Все другие зримые души приносят потомство в самом начале дня, но только пушистики появляются после его окончания. Они покидают своих матерей в лёгких воздушных оболочках и вместе с ветром, который во время ночи дует в сторону Леса, уносятся прочь. В Лесу оболочка сдувается, и через несколько суток из лёгкого потрескавшегося мешочка появляется чудо – маленький пушистый зверёк, который с первых минут своей жизни борется за право в этой жизни остаться. Для этого ему нужно встать на свои длинные пока ещё слабые ножки, а это не сразу и не у всех получается. Но если не встанет – беда, полакомиться столь лёгкой добычей хотели бы многие – саммаки, бегуны, плащеносцы, даже топтуны не прочь разнообразить своё питание. Ножек у пушистиков две, как у стриклов или приводных разбойничков. Вместо рта небольшой хоботок, которым они всасывают склизняков, переползающих с места на место. В течение ночи пушистик окрепнет, научится прыгать на уже достаточно сильных ножках, мох на спине подымется, станет зелёным и будет похож на траву. Или листья тянучек. Тут уж какое сравнение нравится. Появится солнце – зверёк убежит на равнину и закопается. А травинки оставит снаружи. Так проживёт целый день, а в самом его конце появятся шарики. Они оторвутся от матери и полетят в сторону Леса. Всё повторится.
Пушистик
– Зримые, – Пытливый смотрел, как пушистик сгибает ножку, чтобы вцепиться в прутья, – развиваются медленно. И это, наверное, к лучшему, что незримые их не едят. Иначе давно бы сожрали. До того, как у зримых будет потомство. Когда размышляю об этом, начинаю верить в Обиженного.
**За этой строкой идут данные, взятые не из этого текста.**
//! vSphere port-group client
//!
//! Talks to the port-group inventory endpoint exposed alongside vCenter:
//! `GET {base}/api/vcenter/network/portgroups/{id}` returns a `PortGroupInfo`.

use crate::error::VSphereError;
use crate::models::PortGroupInfo;
use crate::port_group_trait::PortGroupClientTrait;
use reqwest::Client;
use serde::Deserialize;
use std::time::Duration;
use tracing::debug;

/// Header carrying the vCenter API session token
const SESSION_HEADER: &str = "vmware-api-session-id";

/// vSphere port-group API client
pub struct VSphereClient {
    client: Client,
    base_url: String,
    token: String,
}

impl std::fmt::Debug for VSphereClient {
    fn fmt(&self, f: &mut std::fmt::Formatter<'_>) -> std::fmt::Result {
        f.debug_struct("VSphereClient")
            .field("base_url", &self.base_url)
            .finish_non_exhaustive()
    }
}

impl VSphereClient {
    /// Create a new vSphere client
    ///
    /// # Arguments
    /// * `base_url` - vCenter base URL (e.g., "https://vcenter.local")
    /// * `token` - API session token
    pub fn new(base_url: String, token: String) -> Result<Self, VSphereError> {
        let client = Client::builder()
            .timeout(Duration::from_secs(30))
            .build()
            .map_err(VSphereError::Http)?;

        Ok(Self {
            client,
            base_url: base_url.trim_end_matches('/').to_string(),
            token,
        })
    }

    /// Make a GET request and decode the JSON body
    async fn get<T: for<'de> Deserialize<'de>>(&self, path: &str) -> Result<T, VSphereError> {
        let url = format!("{}{}", self.base_url, path);
        debug!("GET {}", url);

        let response = self
            .client
            .get(&url)
            .header(SESSION_HEADER, &self.token)
            .header("Accept", "application/json")
            .send()
            .await
            .map_err(|e| classify_transport_error(path, e))?;

        let status = response.status();
        if status == 404 {
            let body = response.text().await.unwrap_or_default();
            return Err(VSphereError::NotFound(format!(
                "Resource not found: {} - {}",
                path, body
            )));
        }

        if status == 401 || status == 403 {
            let body = response.text().await.unwrap_or_default();
            return Err(VSphereError::Authentication(format!("{} - {}", status, body)));
        }

        if !status.is_success() {
            let body = response.text().await.unwrap_or_default();
            return Err(VSphereError::Api(format!(
                "GET {} failed: {} - {}",
                path, status, body
            )));
        }

        let response_text = response.text().await.map_err(|e| classify_transport_error(path, e))?;
        serde_json::from_str(&response_text).map_err(|e| {
            VSphereError::Api(format!(
                "error decoding response body: {} - Response (first 500 chars): {}",
                e,
                response_text.chars().take(500).collect::<String>()
            ))
        })
    }
}

fn classify_transport_error(path: &str, e: reqwest::Error) -> VSphereError {
    if e.is_timeout() {
        VSphereError::Timeout(format!("GET {}: {}", path, e))
    } else {
        VSphereError::Http(e)
    }
}

#[async_trait::async_trait]
impl PortGroupClientTrait for VSphereClient {
    fn base_url(&self) -> &str {
        &self.base_url
    }

    /// Validate the session token against the session endpoint.
    async fn validate_token(&self) -> Result<(), VSphereError> {
        debug!("Validating vSphere session token and connectivity");
        let _: serde_json::Value = self.get("/api/session").await.map_err(|e| match e {
            VSphereError::NotFound(msg) => VSphereError::Api(format!("Session endpoint missing: {}", msg)),
            other => other,
        })?;
        debug!("Session token validated successfully");
        Ok(())
    }

    async fn query_port_group(&self, port_group_id: &str) -> Result<PortGroupInfo, VSphereError> {
        let path = format!(
            "/api/vcenter/network/portgroups/{}",
            urlencoding::encode(port_group_id)
        );
        self.get(&path).await
    }
}
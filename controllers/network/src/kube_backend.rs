//! Kubernetes-backed collaborators.

use crate::collaborators::{ConsumerLister, ConsumerRef, ObjectKey, ObjectStore, StatusWriter};
use crate::error::CollaboratorError;
use async_trait::async_trait;
use crds::{Network, NetworkInterface, NetworkStatus, VSphereDistributedNetwork, VSphereDistributedNetworkStatus};
use kube::api::{ListParams, Patch, PatchParams};
use kube::core::{ApiResource, DynamicObject};
use kube::{Api, Client, ResourceExt};
use serde_json::json;
use tracing::debug;

/// Lists NetworkInterfaces whose `spec.networkName` names the Network
#[derive(Clone)]
pub struct KubeConsumerLister {
    client: Client,
}

impl KubeConsumerLister {
    /// Backed by `client`
    pub fn new(client: Client) -> Self {
        Self { client }
    }
}

#[async_trait]
impl ConsumerLister for KubeConsumerLister {
    async fn list_consumers(&self, network: &ObjectKey) -> Result<Vec<ConsumerRef>, CollaboratorError> {
        let api: Api<NetworkInterface> = Api::namespaced(self.client.clone(), &network.namespace);
        let interfaces = api.list(&ListParams::default()).await?;

        let consumers: Vec<ConsumerRef> = interfaces
            .items
            .iter()
            .filter(|nic| nic.spec.network_name == network.name)
            .map(|nic| ConsumerRef {
                kind: "NetworkInterface".to_string(),
                namespace: network.namespace.clone(),
                name: nic.name_any(),
            })
            .collect();

        debug!("Network {} has {} consumer(s)", network, consumers.len());
        Ok(consumers)
    }
}

/// Reads arbitrary objects through the dynamic API
#[derive(Clone)]
pub struct KubeObjectStore {
    client: Client,
}

impl KubeObjectStore {
    /// Backed by `client`
    pub fn new(client: Client) -> Self {
        Self { client }
    }
}

#[async_trait]
impl ObjectStore for KubeObjectStore {
    async fn get(
        &self,
        resource: &ApiResource,
        namespace: Option<&str>,
        name: &str,
    ) -> Result<DynamicObject, CollaboratorError> {
        let api: Api<DynamicObject> = match namespace {
            Some(ns) => Api::namespaced_with(self.client.clone(), ns, resource),
            None => Api::all_with(self.client.clone(), resource),
        };
        api.get_opt(name)
            .await?
            .ok_or_else(|| CollaboratorError::NotFound(format!("{} {}", resource.kind, name)))
    }
}

/// A 404 on a write means the object was deleted under us.
fn write_error(target: String, e: kube::Error) -> CollaboratorError {
    match e {
        kube::Error::Api(ae) if ae.code == 404 => CollaboratorError::NotFound(target),
        other => CollaboratorError::Kube(other),
    }
}

/// Writes status and finalizers with JSON merge patches
#[derive(Clone)]
pub struct KubeStatusWriter {
    client: Client,
}

impl KubeStatusWriter {
    /// Backed by `client`
    pub fn new(client: Client) -> Self {
        Self { client }
    }
}

#[async_trait]
impl StatusWriter for KubeStatusWriter {
    async fn write_network_status(
        &self,
        network: &ObjectKey,
        status: &NetworkStatus,
    ) -> Result<(), CollaboratorError> {
        let api: Api<Network> = Api::namespaced(self.client.clone(), &network.namespace);
        let patch = json!({ "status": { "conditions": status.conditions } });
        api.patch_status(&network.name, &PatchParams::default(), &Patch::Merge(&patch))
            .await
            .map_err(|e| write_error(format!("Network {}", network), e))?;
        Ok(())
    }

    async fn write_network_finalizers(
        &self,
        network: &ObjectKey,
        finalizers: &[String],
    ) -> Result<(), CollaboratorError> {
        let api: Api<Network> = Api::namespaced(self.client.clone(), &network.namespace);
        let patch = json!({ "metadata": { "finalizers": finalizers } });
        api.patch(&network.name, &PatchParams::default(), &Patch::Merge(&patch))
            .await
            .map_err(|e| write_error(format!("Network {}", network), e))?;
        Ok(())
    }

    async fn write_vsphere_distributed_network_status(
        &self,
        name: &str,
        status: &VSphereDistributedNetworkStatus,
    ) -> Result<(), CollaboratorError> {
        let api: Api<VSphereDistributedNetwork> = Api::all(self.client.clone());
        let patch = json!({
            "status": {
                "conditions": status.conditions,
                "defaultPortConfig": status.default_port_config,
            }
        });
        api.patch_status(name, &PatchParams::default(), &Patch::Merge(&patch))
            .await
            .map_err(|e| write_error(format!("VSphereDistributedNetwork {}", name), e))?;
        Ok(())
    }
}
– То верю, то не верю, – Мутный взял склизняка, точнее, его кусочек, и просунул в решётку. Пушистик к нему присосался, – я вот всегда в него верил. Смотри, у нас будто два равных мира, и все существа повторяют друг друга, – он стал загибать свои пальцы, – твердотелки и насекомые, шести- и четырехлапые, тянучки и злаки, деревья зримые и деревья незримые – хвойные, листопадные.
– Огнетелки и рыбы, – продолжил Пытливый.
– Древоходец и человек.
– Ну это ты натянул, – искатель развёл свои руки.
– Помнишь, я говорил, что потерял память. Так вот, когда я очнулся, рядом был древоходец, и он уходил. От меня. Как будто вот был со мной рядом, исцелил, и ушёл.
– Не спорю, древоходцы создания умные. Но где ты видел гээда, который строит дома? Или ездит в карете? Торгует на рынке? "Горячий хлеб, прохладительные напитки! Подходим, покупаем, улыбаемся!"
Пытливый изображал торговца, и так это здорово у него получалось, что Мутный начал подыгрывать. Пушистик насторожился и замер. Лапка, которую он оторвал от решётки, так и повисла в воздухе.
– Ты прав, – сказал наконец искатель, – мира два. И, если верить в историю, Обиженный создавал два раза.
– Терпеливый так и сказал, – согласился Мутный, – что брал он из разных наборов. Лепил, собирал, но из разных.
– Осталось узнать, кто их даёт, эти наборы. Ладно, – Пытливый смотрел на пушистика, – здесь есть над чем думать. Наборы разные, это правда, я всё это видел, когда изучал образцы. Собирают одно и то же. Только вот схема слегка отличается. Тот же скелет, сосуды, панцирь у твердотелок и насекомых. Будто купил разные кубики, но строишь похожие домики.